Em uma noite solitária, mergulhei profundamente em minha própria essência. Os anos haviam traçado suas marcas, revelando as batalhas que enfrentei, as perdas que sofri e as transformações que me moldaram.
Perdi muitas coisas, das mais materiais às mais sentimentais, perdi a ingenuidade e até minha própria essência pareceu desvanecer-se em algum ponto desse trajeto sinuoso. A jornada me conduziu ao fundo do poço, um abismo onde a escuridão parecia sufocar qualquer traço de esperança.
Foi nesse abismo que entendi uma verdade crucial: ninguém viria me resgatar. A solidão me envolvia, e a percepção de que minha felicidade, meu sucesso e minha vida dependiam unicamente de mim mesma me atravessou como uma lança.
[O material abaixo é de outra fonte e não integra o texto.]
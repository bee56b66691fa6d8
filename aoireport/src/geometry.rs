//! Area-of-interest geometry.
//!
//! The engine only ever queries with a single polygon: the area of interest
//! the user selected or drew. The polygon is carried as ordered rings of
//! coordinate pairs plus a spatial reference, and serializes to the JSON
//! geometry object the remote services consume.

use serde::Serialize;
use thiserror::Error;

/// Errors produced when constructing an [`AreaOfInterest`].
#[derive(Debug, Error, PartialEq, Eq)]
pub enum GeometryError {
    /// The polygon has no rings at all
    #[error("polygon must have at least one ring")]
    EmptyPolygon,

    /// A ring has fewer vertices than a polygon ring can have
    #[error("ring {index} has {len} vertices; a polygon ring needs at least 3")]
    DegenerateRing { index: usize, len: usize },
}

/// Spatial reference of a geometry, identified by well-known ID.
#[derive(Debug, Clone, Copy, PartialEq, Eq, Serialize)]
pub struct SpatialReference {
    pub wkid: u32,
}

/// A polygon area of interest.
///
/// Exactly one AOI is active per report run; the engine receives it by
/// reference on every invocation and holds no AOI state of its own.
#[derive(Debug, Clone, PartialEq, Serialize)]
#[serde(rename_all = "camelCase")]
pub struct AreaOfInterest {
    rings: Vec<Vec<[f64; 2]>>,
    spatial_reference: SpatialReference,
}

impl AreaOfInterest {
    /// Create a polygon AOI from ordered rings and a spatial reference WKID.
    ///
    /// # Errors
    ///
    /// Returns an error if the ring set is empty or any ring has fewer than
    /// 3 vertices.
    pub fn new(rings: Vec<Vec<[f64; 2]>>, wkid: u32) -> Result<Self, GeometryError> {
        if rings.is_empty() {
            return Err(GeometryError::EmptyPolygon);
        }
        for (index, ring) in rings.iter().enumerate() {
            if ring.len() < 3 {
                return Err(GeometryError::DegenerateRing {
                    index,
                    len: ring.len(),
                });
            }
        }
        Ok(Self {
            rings,
            spatial_reference: SpatialReference { wkid },
        })
    }

    /// The polygon rings.
    pub fn rings(&self) -> &[Vec<[f64; 2]>] {
        &self.rings
    }

    /// The spatial reference WKID.
    pub fn wkid(&self) -> u32 {
        self.spatial_reference.wkid
    }

    /// Render the geometry as the JSON object remote services expect:
    /// `{"rings": [...], "spatialReference": {"wkid": N}}`.
    pub fn to_service_json(&self) -> String {
        // A polygon of plain numbers always serializes.
        serde_json::to_string(self).expect("polygon geometry serializes to JSON")
    }
}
A partir desse momento, tracei um plano para emergir da escuridão que me consumia.
No entanto, uma voz duvidosa ecoou em minha mente, questionando como eu, sozinha, poderia alcançar a luz no fim do túnel. Meu coração, abatido e solitário, ansiava por um abraço acolhedor e confortante, mas eu sabia que continuar na lamúria e na inação não era uma opção.
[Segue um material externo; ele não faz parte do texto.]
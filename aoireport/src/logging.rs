//! Logging infrastructure for AOIReport.
//!
//! Provides structured logging with file output and console output:
//! - Writes to `logs/aoireport.log` (cleared on session start)
//! - Also prints to stdout for tailing alongside a host application
//! - Configurable via RUST_LOG environment variable

use std::fs;
use std::io;
use std::path::Path;
use tracing_appender::non_blocking::WorkerGuard;
use tracing_subscriber::layer::SubscriberExt;
use tracing_subscriber::util::SubscriberInitExt;
use tracing_subscriber::EnvFilter;

/// Guard that must be kept alive for the duration of logging.
///
/// Dropping this guard will flush and close the log file writer.
pub struct LoggingGuard {
    _file_guard: WorkerGuard,
}

/// Initialize logging system.
///
/// Creates the log directory if needed, clears the previous log file, and
/// sets up dual output to both file and stdout.
///
/// # Arguments
///
/// * `log_dir` - Directory for log files (e.g., "logs")
/// * `log_file` - Log filename (e.g., "aoireport.log")
///
/// # Errors
///
/// Returns an error if the log directory cannot be created or the log file
/// cannot be cleared.
pub fn init_logging(log_dir: &str, log_file: &str) -> Result<LoggingGuard, io::Error> {
    fs::create_dir_all(log_dir)?;

    // Clear previous log file by writing empty content.
    // This handles both existing and non-existing files.
    let log_path = Path::new(log_dir).join(log_file);
    fs::write(&log_path, "")?;

    let file_appender = tracing_appender::rolling::never(log_dir, log_file);
    let (non_blocking_file, file_guard) = tracing_appender::non_blocking(file_appender);

    let file_layer = tracing_subscriber::fmt::layer()
        .with_writer(non_blocking_file)
        .with_ansi(false);

    let stdout_layer = tracing_subscriber::fmt::layer()
        .with_writer(io::stdout)
        .with_ansi(true);

    // Defaults to INFO if RUST_LOG is not set.
    let env_filter = EnvFilter::try_from_default_env().unwrap_or_else(|_| EnvFilter::new("info"));

    tracing_subscriber::registry()
        .with(env_filter)
        .with(file_layer)
        .with(stdout_layer)
        .init();

    Ok(LoggingGuard {
        _file_guard: file_guard,
    })
}

/// Get default log directory path.
pub fn default_log_dir() -> &'static str {
    "logs"
}

/// Get default log file name.
pub fn default_log_file() -> &'static str {
    "aoireport.log"
}
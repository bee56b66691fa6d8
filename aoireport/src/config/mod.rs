//! Configuration types for the report engine.
//!
//! Configuration is consumed, not produced, by the engine: ordered
//! catalogs of service descriptors for the "selection" and "report"
//! roles, plus numeric report options. Both load from the same JSON
//! document a host application ships.

mod catalog;
mod defaults;
mod file;
mod options;

pub use catalog::{ServiceCatalog, ServiceDescriptor};
pub use defaults::{
    DEFAULT_MAX_EXPORT_FEATURES, DEFAULT_MAX_FIELDS_IN_TABLE,
    DEFAULT_MAX_SAMPLE_FEATURES_PER_LAYER, DEFAULT_PAGE_SIZE, SAMPLE_REQUEST_CEILING,
};
pub use file::{ConfigError, ConfigFile};
pub use options::ReportOptions;
//! Remote feature-service access.
//!
//! This module provides the transport abstraction and the REST-shaped
//! client the report engine consumes. Every operation the engine needs
//! from a remote service is behind the [`FeatureService`] trait:
//!
//! - metadata for a service root (sublayer enumeration)
//! - metadata for a single layer (geometry type)
//! - a spatial intersect count query
//! - a paged, attributes-only intersect feature query
//!
//! The HTTP transport is likewise behind [`AsyncHttpClient`] so every
//! network-touching component can be tested against a mock client.

mod http;
mod rest;
mod types;

pub use http::{AsyncHttpClient, AsyncReqwestClient};
pub use rest::{
    Feature, FeaturePage, FeatureService, IntersectQuery, LayerInfo, RestFeatureService,
    ServiceInfo, SublayerSummary, ESRI_GEOMETRY_POLYGON,
};
pub use types::RemoteError;

#[cfg(test)]
pub(crate) use http::tests::MockHttpClient;

/// Normalize a service or layer URL for identity comparison.
///
/// Two catalog entries reaching the same physical layer through URLs that
/// differ only by trailing slashes must be treated as one target.
pub fn normalize_url(url: &str) -> &str {
    url.trim_end_matches('/')
}
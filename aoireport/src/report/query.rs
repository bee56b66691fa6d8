//! Per-target intersect querying.

use super::entry::QueriedLayer;
use super::error::QueryError;
use super::expand::QueryableLayerTarget;
use crate::config::{ReportOptions, SAMPLE_REQUEST_CEILING};
use crate::geometry::AreaOfInterest;
use crate::remote::{FeatureService, IntersectQuery};
use crate::tabular::flatten_features;
use tracing::debug;

/// Runs the count and bounded sample queries for one layer target.
pub struct IntersectQueryEngine<'a, S> {
    service: &'a S,
    options: &'a ReportOptions,
}

impl<'a, S: FeatureService> IntersectQueryEngine<'a, S> {
    pub fn new(service: &'a S, options: &'a ReportOptions) -> Self {
        Self { service, options }
    }

    /// Query one target against an AOI.
    ///
    /// Issues the feature-count query, then, only when features intersect
    /// and a sample cap is configured, a bounded attributes-only sample
    /// query for the preview. The base query is packaged into the result
    /// so a later full export reuses the identical spatial filter.
    ///
    /// # Errors
    ///
    /// Any service failure is returned tagged with the target's title and
    /// URL; the caller records it as an errored entry and continues with
    /// the remaining targets.
    pub async fn query(
        &self,
        target: &QueryableLayerTarget,
        aoi: &AreaOfInterest,
    ) -> Result<QueriedLayer, QueryError> {
        let query = IntersectQuery::new(aoi.clone());

        let count = self
            .service
            .query_count(&target.url, &query)
            .await
            .map_err(|source| QueryError::Count {
                title: target.title.clone(),
                url: target.url.clone(),
                source,
            })?;
        debug!(title = %target.title, count, "intersect count query completed");

        let sample_cap = self.options.max_sample_features_per_layer();
        let mut sample_rows = Vec::new();
        if count > 0 && sample_cap > 0 {
            let limit = sample_cap.min(SAMPLE_REQUEST_CEILING);
            let page = self
                .service
                .query_page(&target.url, &query, 0, limit)
                .await
                .map_err(|source| QueryError::Sample {
                    title: target.title.clone(),
                    url: target.url.clone(),
                    source,
                })?;
            sample_rows = flatten_features(page.features);
        }

        Ok(QueriedLayer::new(count, sample_rows, query))
    }
}
//! CSV encoding for heterogeneous row sets.

use super::Row;
use std::collections::BTreeSet;

/// Encode rows as CSV text.
///
/// The column set is the union of keys across all rows: different source
/// layers carry different fields, and a combined export concatenates rows
/// from many layers into one table. Columns named in `preferred_first`
/// come first (in the order given, skipping any not present in the union),
/// followed by the remaining columns in lexicographic order.
///
/// Cells are stringified with null/absent as the empty string; a value
/// containing a comma, quote, or line break is quoted with inner quotes
/// doubled. An empty row set produces an empty string, never a header
/// with no body.
pub fn to_csv(rows: &[Row], preferred_first: &[&str]) -> String {
    if rows.is_empty() {
        return String::new();
    }

    let mut union: BTreeSet<&str> = BTreeSet::new();
    for row in rows {
        for key in row.keys() {
            union.insert(key.as_str());
        }
    }

    let mut columns: Vec<&str> = Vec::with_capacity(union.len());
    for key in preferred_first {
        if union.remove(*key) {
            columns.push(*key);
        }
    }
    columns.extend(union);

    let mut lines = Vec::with_capacity(rows.len() + 1);
    lines.push(encode_line(columns.iter().map(|c| c.to_string())));
    for row in rows {
        lines.push(encode_line(columns.iter().map(|c| cell_text(row, c))));
    }
    lines.join("\n")
}

/// Pick the columns for a bounded on-screen preview table: the first
/// `max_fields` columns of the first row.
pub fn preview_columns(rows: &[Row], max_fields: usize) -> Vec<String> {
    match rows.first() {
        Some(row) => row.keys().take(max_fields).cloned().collect(),
        None => Vec::new(),
    }
}

fn cell_text(row: &Row, column: &str) -> String {
    match row.get(column) {
        Some(value) => value.to_string(),
        None => String::new(),
    }
}

fn encode_line(cells: impl Iterator<Item = String>) -> String {
    cells
        .map(|cell| escape_cell(&cell))
        .collect::<Vec<_>>()
        .join(",")
}

fn escape_cell(text: &str) -> String {
    if text.contains([',', '"', '\n', '\r']) {
        format!("\"{}\"", text.replace('"', "\"\""))
    } else {
        text.to_string()
    }
}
Diante desse dilema, percebi que tinha apenas duas escolhas. Poderia permanecer no fundo do poço, entregando-me à escuridão, ou poderia, com coragem, ousar buscar o topo, mesmo que isso significasse uma escalada solitária e desafiadora. A esperança, resiliente, ainda pulsava em meu coração, e eu escolhi lutar, ainda que sozinha, pela minha própria sobrevivência, pois a alternativa seria aceitar o naufrágio no abismo.